Stored data
/---

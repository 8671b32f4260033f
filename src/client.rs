//! Signed HTTP client for the DigiFlazz API.
//!
//! Every operation builds a signed payload, issues exactly one POST, and
//! normalizes the outcome: a 2xx response with a top-level `data` envelope is
//! success (the inner value is returned unchanged), everything else is an
//! [`ApiError`]. There are no retries and no caching at this layer; retry
//! policy belongs to the caller (see [`crate::job`]).
//!
//! # Example
//!
//! ```rust,no_run
//! use maxdigi::{ApiClient, Config, Credentials};
//!
//! #[tokio::main]
//! async fn main() -> anyhow::Result<()> {
//!     let config = Config::new(Credentials::new("maxwell", "api-key")?);
//!     let client = ApiClient::new(&config)?;
//!
//!     let balance = client.check_balance().await?;
//!     println!("deposit: {}", balance["deposit"]);
//!     Ok(())
//! }
//! ```

use serde_json::{json, Value};
use tracing::{debug, instrument, warn};

use crate::config::{Config, Credentials};
use crate::error::{ApiError, ConfigError};
use crate::metrics::global_metrics;
use crate::signature;

/// Salt mixed into the balance-check signature.
const SALT_BALANCE: &str = "depo";
/// Salt mixed into the price-list signature.
const SALT_PRICELIST: &str = "pricelist";
/// Salt mixed into the deposit-ticket signature.
const SALT_DEPOSIT: &str = "deposit";

/// Client for the DigiFlazz remote API.
///
/// Holds the immutable credentials and a pooled `reqwest` client with a
/// request-level timeout, so instances are cheap to clone and safe to share
/// across tasks.
#[derive(Debug, Clone)]
pub struct ApiClient {
    http: reqwest::Client,
    credentials: Credentials,
    base_url: String,
    testing: bool,
}

impl ApiClient {
    /// Build a client from configuration.
    ///
    /// Credentials were already validated non-empty when the [`Config`] was
    /// constructed, so the only failure here is the HTTP client itself.
    pub fn new(config: &Config) -> Result<Self, ConfigError> {
        let http = reqwest::Client::builder()
            .timeout(config.timeout)
            .build()
            .map_err(|e| ConfigError::HttpClient(e.to_string()))?;

        Ok(Self {
            http,
            credentials: config.credentials.clone(),
            base_url: config.base_url.clone(),
            testing: config.testing,
        })
    }

    /// Check the account deposit balance.
    ///
    /// POSTs to `cek-saldo`; returns the provider's `data` object, e.g.
    /// `{"deposit": 125000}`.
    #[instrument(skip(self))]
    pub async fn check_balance(&self) -> Result<Value, ApiError> {
        self.send_request("cek-saldo", self.balance_payload()).await
    }

    /// Fetch the prepaid product price list, optionally for one SKU.
    #[instrument(skip(self))]
    pub async fn price_list(&self, sku_code: Option<&str>) -> Result<Value, ApiError> {
        self.send_request("price-list", self.price_list_payload(sku_code))
            .await
    }

    /// Request a deposit ticket (amount to transfer plus bank instructions).
    #[instrument(skip(self))]
    pub async fn deposit(
        &self,
        amount: u64,
        bank: &str,
        owner_name: &str,
    ) -> Result<Value, ApiError> {
        self.send_request("deposit", self.deposit_payload(amount, bank, owner_name))
            .await
    }

    /// Execute a top-up transaction.
    ///
    /// `ref_id` is the caller-supplied idempotency key; the provider uses it
    /// to dedupe repeated submissions, and it doubles as the signature salt.
    #[instrument(skip(self), fields(ref_id = %ref_id))]
    pub async fn transact(
        &self,
        sku_code: &str,
        customer_no: &str,
        ref_id: &str,
    ) -> Result<Value, ApiError> {
        self.send_request(
            "transaction",
            self.transaction_payload(sku_code, customer_no, ref_id),
        )
        .await
    }

    fn sign(&self, salt: &str) -> String {
        signature::sign(self.credentials.username(), self.credentials.api_key(), salt)
    }

    fn balance_payload(&self) -> Value {
        json!({
            "cmd": "deposit",
            "username": self.credentials.username(),
            "sign": self.sign(SALT_BALANCE),
        })
    }

    fn price_list_payload(&self, sku_code: Option<&str>) -> Value {
        let mut payload = json!({
            "cmd": "prepaid",
            "username": self.credentials.username(),
            "sign": self.sign(SALT_PRICELIST),
        });
        if let Some(code) = sku_code {
            payload["code"] = json!(code);
        }
        payload
    }

    fn deposit_payload(&self, amount: u64, bank: &str, owner_name: &str) -> Value {
        // "Bank" is capitalized on the wire; provider quirk.
        json!({
            "username": self.credentials.username(),
            "amount": amount,
            "Bank": bank,
            "owner_name": owner_name,
            "sign": self.sign(SALT_DEPOSIT),
        })
    }

    fn transaction_payload(&self, sku_code: &str, customer_no: &str, ref_id: &str) -> Value {
        json!({
            "username": self.credentials.username(),
            "buyer_sku_code": sku_code,
            "customer_no": customer_no,
            "ref_id": ref_id,
            "testing": self.testing,
            "sign": self.sign(ref_id),
        })
    }

    /// Send one signed request and normalize the response.
    ///
    /// Success requires both an HTTP 2xx status and a non-null top-level
    /// `data` field; either one failing is an error, never a partial success.
    async fn send_request(&self, endpoint: &str, payload: Value) -> Result<Value, ApiError> {
        let metrics = global_metrics();
        metrics.inc_api_requests();

        let url = format!("{}{}", self.base_url, endpoint);
        debug!(%url, "Sending API request");

        let result = self.dispatch(&url, &payload).await;
        if result.is_err() {
            metrics.inc_api_errors();
        }
        result
    }

    async fn dispatch(&self, url: &str, payload: &Value) -> Result<Value, ApiError> {
        let response = self.http.post(url).json(payload).send().await?;
        let status = response.status();
        let text = response.text().await?;
        let body: Option<Value> = serde_json::from_str(&text).ok();

        if !status.is_success() {
            // Prefer the provider's own message over the transport reason.
            let message = body
                .as_ref()
                .and_then(|b| b.pointer("/data/message"))
                .and_then(Value::as_str)
                .map(str::to_string)
                .unwrap_or_else(|| {
                    status
                        .canonical_reason()
                        .unwrap_or("unknown error")
                        .to_string()
                });
            warn!(status = status.as_u16(), %message, "Provider rejected request");
            return Err(ApiError::Provider {
                status: status.as_u16(),
                message,
            });
        }

        let body = body.ok_or_else(|| {
            ApiError::MalformedResponse("response body is not valid JSON".to_string())
        })?;

        match body.get("data") {
            Some(data) if !data.is_null() => Ok(data.clone()),
            _ => Err(ApiError::MalformedResponse(
                "response is missing the \"data\" key".to_string(),
            )),
        }
    }
}
//! Complete-response cache.
//!
//! Keyed by the bare context key; stores the full assembled
//! [`AiCityResponse`] after a successful run so navigation requests
//! (`/itinerary?sessionId=...&cacheKey=...`) render without re-calling the
//! model.

use std::sync::Arc;
use std::time::Duration;

use moka::sync::Cache;

use super::metrics::{CacheMetrics, MetricsSnapshot};
use crate::domain::AiCityResponse;

pub struct ResponseCache {
    entries: Cache<String, Arc<AiCityResponse>>,
    metrics: CacheMetrics,
}

impl ResponseCache {
    const DEFAULT_CAPACITY: u64 = 2_000;

    pub fn new(ttl: Duration) -> Self {
        Self {
            entries: Cache::builder()
                .max_capacity(Self::DEFAULT_CAPACITY)
                .time_to_live(ttl)
                .build(),
            metrics: CacheMetrics::default(),
        }
    }

    pub fn get(&self, context_key: &str) -> Option<Arc<AiCityResponse>> {
        match self.entries.get(context_key) {
            Some(response) => {
                self.metrics.record_hit();
                Some(response)
            }
            None => {
                self.metrics.record_miss();
                None
            }
        }
    }

    pub fn set(&self, context_key: impl Into<String>, response: AiCityResponse) {
        self.entries.insert(context_key.into(), Arc::new(response));
        self.metrics.record_set();
    }

    pub fn len(&self) -> u64 {
        self.entries.entry_count()
    }

    pub fn sweep(&self) {
        self.entries.run_pending_tasks();
    }

    pub fn metrics(&self) -> MetricsSnapshot {
        self.metrics.snapshot(self.len())
    }
}

impl std::fmt::Debug for ResponseCache {
    fn fmt(&self, f: &mut std::fmt::Formatter<'_>) -> std::fmt::Result {
        f.debug_struct("ResponseCache")
            .field("entries", &self.entries.entry_count())
            .finish()
    }
}

#[cfg(test)]
mod tests {
    use super::*;
    use uuid::Uuid;

    #[test]
    fn round_trips_a_response_by_context_key() {
        let cache = ResponseCache::new(Duration::from_secs(60));
        let session_id = Uuid::new_v4();

        assert!(cache.get("ctx").is_none());
        cache.set(
            "ctx",
            AiCityResponse {
                session_id,
                ..Default::default()
            },
        );

        let cached = cache.get("ctx").unwrap();
        assert_eq!(cached.session_id, session_id);
        assert_eq!(cache.metrics().hits, 1);
    }
}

\---

Collect every line from the records above that contains the word "Some".

        if let Some(code) = sku_code {
            Some(data) if !data.is_null() => Ok(data.clone()),
            Some(response) => {
                Some(response)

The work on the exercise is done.